Stored items:
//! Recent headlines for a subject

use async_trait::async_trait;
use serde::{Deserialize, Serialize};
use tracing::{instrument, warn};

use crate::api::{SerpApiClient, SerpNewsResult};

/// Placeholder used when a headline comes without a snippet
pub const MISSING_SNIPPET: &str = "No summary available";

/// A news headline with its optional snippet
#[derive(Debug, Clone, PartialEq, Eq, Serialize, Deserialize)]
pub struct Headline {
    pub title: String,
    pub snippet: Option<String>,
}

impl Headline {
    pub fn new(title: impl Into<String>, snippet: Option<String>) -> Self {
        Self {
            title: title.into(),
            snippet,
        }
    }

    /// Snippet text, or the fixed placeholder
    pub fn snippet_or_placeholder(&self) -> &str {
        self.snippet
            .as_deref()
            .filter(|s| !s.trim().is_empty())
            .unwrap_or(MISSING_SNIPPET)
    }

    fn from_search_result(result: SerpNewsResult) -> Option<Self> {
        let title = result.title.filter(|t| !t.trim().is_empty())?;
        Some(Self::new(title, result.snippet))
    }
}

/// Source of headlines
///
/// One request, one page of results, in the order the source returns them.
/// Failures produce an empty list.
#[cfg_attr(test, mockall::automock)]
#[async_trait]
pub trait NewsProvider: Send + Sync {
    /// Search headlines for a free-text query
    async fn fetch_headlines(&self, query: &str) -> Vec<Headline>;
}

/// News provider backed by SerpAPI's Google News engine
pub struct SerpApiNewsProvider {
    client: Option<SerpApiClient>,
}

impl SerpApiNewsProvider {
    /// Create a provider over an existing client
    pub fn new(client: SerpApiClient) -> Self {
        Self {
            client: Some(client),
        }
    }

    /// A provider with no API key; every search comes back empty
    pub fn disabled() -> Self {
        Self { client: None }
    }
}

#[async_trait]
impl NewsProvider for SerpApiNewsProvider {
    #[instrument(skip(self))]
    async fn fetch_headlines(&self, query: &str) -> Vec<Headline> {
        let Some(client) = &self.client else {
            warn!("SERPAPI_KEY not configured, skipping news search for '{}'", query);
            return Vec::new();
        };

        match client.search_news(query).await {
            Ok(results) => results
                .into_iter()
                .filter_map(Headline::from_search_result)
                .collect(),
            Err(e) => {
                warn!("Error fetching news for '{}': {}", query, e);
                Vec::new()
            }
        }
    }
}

## Exercise directions
If a line contains the string "title", it counts toward the total; state that total for the records above and nothing more.

## Response area
5